靴産業が栄えるフランス南東部のこの街で幼少期、学校が休みの日は製靴技師の父に連れられいろいろな工場を見学した思い出がある。マシンの爆音、釘が打ち込まれるリズミカルな音、糊の匂い…4年前からクレジュリーの工場で仕事をするようになり、子供時代を生き直しているようだと語る。
「創業者ロベール・クレジュリーの思考こそがメゾンのDNA。これが守り続けられるべきものです。彼なら僕の立場でどうするだろうか、と常に彼の頭の中に入り込んで働くようにしています。女性のためのマニッシュな靴として知られているけれど、これは表に見える一部に過ぎない。アヴァンギャルドなリサーチや実験、新しい技術などの特性を裏に秘めているメゾンです。創業者は何でも一番乗り。今や当たり前のストレッチ・ブーツにしても、彼が織物業者と素材を開発したんです」
ロマン・シュル・イゼールにあるクレジュリーの工場。
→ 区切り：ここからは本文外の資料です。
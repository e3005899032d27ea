use leptos::prelude::*;

use crate::catalog;

/// Module list of the JavaScript Basics course. One module is expanded at a time.
#[component]
pub fn JsBasicsPage() -> impl IntoView {
    let modules = catalog::js_modules();
    let expanded = RwSignal::new(Some(0usize));
    let video = modules.first().map(|m| m.video_url);

    view! {
        <section class="py-12 px-6">
            <div class="max-w-4xl mx-auto">
                <h1 class="text-4xl font-bold mb-2">"JavaScript Basics"</h1>
                <p class="text-slate-400 mb-8">"Seven modules from variables to error handling."</p>

                {video.map(|src| view! {
                    <div class="aspect-video rounded-xl overflow-hidden mb-10">
                        <iframe src=src title="JavaScript Basics" class="w-full h-full" allowfullscreen=true></iframe>
                    </div>
                })}

                <ol class="space-y-4">
                    {modules
                        .iter()
                        .enumerate()
                        .map(|(i, module)| view! {
                            <li class="rounded-xl bg-slate-900/50 border border-slate-800">
                                <button
                                    type="button"
                                    class="w-full flex items-center justify-between p-5 text-left"
                                    on:click=move |_| expanded.update(|e| {
                                        *e = if *e == Some(i) { None } else { Some(i) }
                                    })
                                >
                                    <span class="font-semibold text-white">{i + 1}". "{module.title}</span>
                                    <span class="text-xs text-slate-500">{module.duration}</span>
                                </button>
                                <Show when=move || expanded.get() == Some(i)>
                                    <div class="px-5 pb-5">
                                        <p class="text-slate-400 mb-3">{module.description}</p>
                                        <ul class="text-sm text-slate-400 list-disc list-inside mb-4">
                                            {module.topics.iter().map(|t| view! { <li>{*t}</li> }).collect_view()}
                                        </ul>
                                        <a href=module.path class="btn-primary text-sm px-4 py-2">"Open lesson"</a>
                                    </div>
                                </Show>
                            </li>
                        })
                        .collect_view()}
                </ol>
            </div>
        </section>
    }
}
use crate::models::{CodeSample, ProjectCatalog, ProjectDetail};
時代やテクノロジーに応じ、靴型など微妙に進化させている。
カクテルパーティーのためではなく、クレジュリーは移動のための靴であり日常生活の品だとダヴィッドは強調する。かつて創業者はボリュームある木の靴底にスリットをいれることで、歩きをラクにした。ダヴィッドはそのアイデアを現在マイクロセルラーの靴底に適用している。これは軽い素材だが厚みのあるデザインなので、スリットが入ってる方がずっと歩きやすくなる。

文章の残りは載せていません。